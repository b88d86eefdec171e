use eframe::egui::{self, Color32, RichText, Ui};
use egui_plot::{Bar, BarChart, BoxElem, BoxPlot, BoxSpread, Legend, Line, Plot, PlotPoints, Points};

use crate::color::exit_color;
use crate::data::aggregate::GroupCount;
use crate::state::Orbit;
use crate::view::{ScatterPoint3, ViewModel};

const CHART_HEIGHT: f32 = 320.0;

fn exit_label(exited: bool) -> &'static str {
    if exited {
        "Exited = 1"
    } else {
        "Exited = 0"
    }
}

// ---------------------------------------------------------------------------
// Balance vs credit score
// ---------------------------------------------------------------------------

/// 2-D scatter of balance against credit score, one series per exit status.
pub fn balance_scatter(ui: &mut Ui, view: &ViewModel) {
    Plot::new("balance_vs_credit")
        .height(CHART_HEIGHT)
        .legend(Legend::default())
        .x_axis_label("Balance")
        .y_axis_label("Credit Score")
        .show(ui, |plot_ui| {
            for exited in [false, true] {
                let points: PlotPoints = view
                    .scatter
                    .iter()
                    .filter(|p| p.exited == exited)
                    .map(|p| [p.balance, p.credit_score])
                    .collect();
                plot_ui.points(
                    Points::new(points)
                        .radius(2.0)
                        .color(exit_color(exited).gamma_multiply(0.7))
                        .name(exit_label(exited)),
                );
            }
        });
}

// ---------------------------------------------------------------------------
// Projected 3-D scatter
// ---------------------------------------------------------------------------

/// Min / max of one axis; degenerate axes are widened so they normalise to 0.
#[derive(Debug, Clone, Copy, PartialEq)]
pub struct AxisRange {
    pub min: f64,
    pub max: f64,
}

impl AxisRange {
    pub fn of(values: impl Iterator<Item = f64>) -> Option<Self> {
        values.fold(None, |acc, v| match acc {
            None => Some(AxisRange { min: v, max: v }),
            Some(r) => Some(AxisRange {
                min: r.min.min(v),
                max: r.max.max(v),
            }),
        })
    }

    /// Map into `[-1, 1]`.
    pub fn normalize(&self, v: f64) -> f64 {
        let span = self.max - self.min;
        if span.abs() < f64::EPSILON {
            0.0
        } else {
            2.0 * (v - self.min) / span - 1.0
        }
    }
}

/// Orthographic projection of a normalised `(x, y, z)` point, z up.
pub fn project(p: [f64; 3], orbit: Orbit) -> [f64; 2] {
    let (sy, cy) = (orbit.yaw as f64).sin_cos();
    let (sp, cp) = (orbit.pitch as f64).sin_cos();
    let x = p[0] * cy - p[1] * sy;
    let depth = p[0] * sy + p[1] * cy;
    let y = p[2] * cp + depth * sp;
    [x, y]
}

/// Credit score × age × number of products, rotated by the orbit sliders.
pub fn scatter_3d(ui: &mut Ui, view: &ViewModel, orbit: &mut Orbit) {
    ui.horizontal(|ui: &mut Ui| {
        ui.add(egui::Slider::new(&mut orbit.yaw, -std::f32::consts::PI..=std::f32::consts::PI).text("yaw"));
        ui.add(egui::Slider::new(&mut orbit.pitch, -1.5..=1.5).text("pitch"));
    });

    let pts = &view.scatter_3d;
    let ranges = (
        AxisRange::of(pts.iter().map(|p| p.credit_score)),
        AxisRange::of(pts.iter().map(|p| p.age)),
        AxisRange::of(pts.iter().map(|p| p.num_of_products)),
    );
    let (Some(rx), Some(ry), Some(rz)) = ranges else {
        ui.label("No data");
        return;
    };
    let orbit = *orbit;
    let normalized = |p: &ScatterPoint3| {
        [
            rx.normalize(p.credit_score),
            ry.normalize(p.age),
            rz.normalize(p.num_of_products),
        ]
    };

    Plot::new("scatter_3d")
        .height(CHART_HEIGHT)
        .data_aspect(1.0)
        .legend(Legend::default())
        .show_axes(false)
        .show_grid(false)
        .show(ui, |plot_ui| {
            let origin = [-1.0, -1.0, -1.0];
            let axes = [
                ("Credit Score", [1.0, -1.0, -1.0]),
                ("Age", [-1.0, 1.0, -1.0]),
                ("Number of Products", [-1.0, -1.0, 1.0]),
            ];
            for (name, end) in axes {
                let line: PlotPoints = vec![project(origin, orbit), project(end, orbit)].into();
                plot_ui.line(Line::new(line).color(Color32::GRAY).name(name));
                let [x, y] = project(end, orbit);
                plot_ui.text(egui_plot::Text::new(
                    egui_plot::PlotPoint::new(x, y),
                    RichText::new(name).small(),
                ));
            }

            for exited in [false, true] {
                let points: PlotPoints = pts
                    .iter()
                    .filter(|p| p.exited == exited)
                    .map(|p| project(normalized(p), orbit))
                    .collect();
                plot_ui.points(
                    Points::new(points)
                        .radius(2.0)
                        .color(exit_color(exited).gamma_multiply(0.7))
                        .name(exit_label(exited)),
                );
            }
        });
}

// ---------------------------------------------------------------------------
// Grouped bar charts
// ---------------------------------------------------------------------------

/// Grouped bars of `(category, exited)` counts; one bar per exit status in each group.
pub fn group_bars(ui: &mut Ui, id: &str, axis_label: &str, counts: &[GroupCount]) {
    let mut categories: Vec<String> = counts.iter().map(|g| g.category.clone()).collect();
    categories.dedup();
    let labels = categories.clone();

    Plot::new(id)
        .height(CHART_HEIGHT)
        .legend(Legend::default())
        .x_axis_label(axis_label)
        .y_axis_label("Count")
        .allow_drag(false)
        .allow_scroll(false)
        .x_axis_formatter(move |mark, _range| {
            let idx = mark.value.round();
            if (mark.value - idx).abs() < 1e-6 && idx >= 0.0 {
                labels.get(idx as usize).cloned().unwrap_or_default()
            } else {
                String::new()
            }
        })
        .show(ui, |plot_ui| {
            for exited in [false, true] {
                let offset = if exited { 0.2 } else { -0.2 };
                let bars: Vec<Bar> = counts
                    .iter()
                    .filter(|g| g.exited == exited)
                    .filter_map(|g| {
                        let i = categories.iter().position(|c| *c == g.category)?;
                        Some(
                            Bar::new(i as f64 + offset, g.count as f64)
                                .width(0.4)
                                .name(format!("{} ({})", g.category, exit_label(exited))),
                        )
                    })
                    .collect();
                plot_ui.bar_chart(
                    BarChart::new(bars)
                        .color(exit_color(exited))
                        .name(exit_label(exited)),
                );
            }
        });
}

// ---------------------------------------------------------------------------
// Salary box plot
// ---------------------------------------------------------------------------

/// Estimated salary distribution per exit status.
pub fn salary_boxes(ui: &mut Ui, view: &ViewModel) {
    Plot::new("salary_by_exit")
        .height(CHART_HEIGHT)
        .legend(Legend::default())
        .x_axis_label("Exited")
        .y_axis_label("Estimated Salary")
        .x_axis_formatter(|mark, _range| {
            match mark.value.round() as i64 {
                0 if mark.value.abs() < 1e-6 => "0".to_string(),
                1 if (mark.value - 1.0).abs() < 1e-6 => "1".to_string(),
                _ => String::new(),
            }
        })
        .show(ui, |plot_ui| {
            for d in &view.salary_boxes {
                let x = f64::from(u8::from(d.exited));
                let color = exit_color(d.exited);
                let elem = BoxElem::new(
                    x,
                    BoxSpread::new(d.lower_whisker, d.q1, d.median, d.q3, d.upper_whisker),
                )
                .box_width(0.5)
                .fill(color.gamma_multiply(0.3))
                .stroke(egui::Stroke::new(1.5, color));
                plot_ui.box_plot(BoxPlot::new(vec![elem]).name(exit_label(d.exited)));

                if !d.outliers.is_empty() {
                    let outliers: PlotPoints = d.outliers.iter().map(|&v| [x, v]).collect();
                    plot_ui.points(Points::new(outliers).radius(2.5).color(color));
                }
            }
        });
}

#[cfg(test)]
mod tests {
    use super::*;

    #[test]
    fn axis_range_normalizes_to_unit_interval() {
        let r = AxisRange::of([350.0, 850.0, 600.0].into_iter()).unwrap();
        assert_eq!(r.normalize(350.0), -1.0);
        assert_eq!(r.normalize(850.0), 1.0);
        assert_eq!(r.normalize(600.0), 0.0);
        assert!(AxisRange::of(std::iter::empty()).is_none());

        let flat = AxisRange::of([2.0, 2.0].into_iter()).unwrap();
        assert_eq!(flat.normalize(2.0), 0.0);
    }

    #[test]
    fn projection_without_rotation_shows_x_and_z() {
        let front = Orbit { yaw: 0.0, pitch: 0.0 };
        assert_eq!(project([0.5, 0.9, -0.25], front), [0.5, -0.25]);
    }

    #[test]
    fn quarter_turn_yaw_swaps_horizontal_axis() {
        let side = Orbit {
            yaw: std::f32::consts::FRAC_PI_2,
            pitch: 0.0,
        };
        let [x, y] = project([0.0, 1.0, 0.5], side);
        assert!((x + 1.0).abs() < 1e-6);
        assert!((y - 0.5).abs() < 1e-6);
    }
}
-------------------------
### Work order
I need every line of the data that has the word "BoxSpread"; please list them.

### Response for this exercise
use egui_plot::{Bar, BarChart, BoxElem, BoxPlot, BoxSpread, Legend, Line, Plot, PlotPoints, Points};
                    BoxSpread::new(d.lower_whisker, d.q1, d.median, d.q3, d.upper_whisker),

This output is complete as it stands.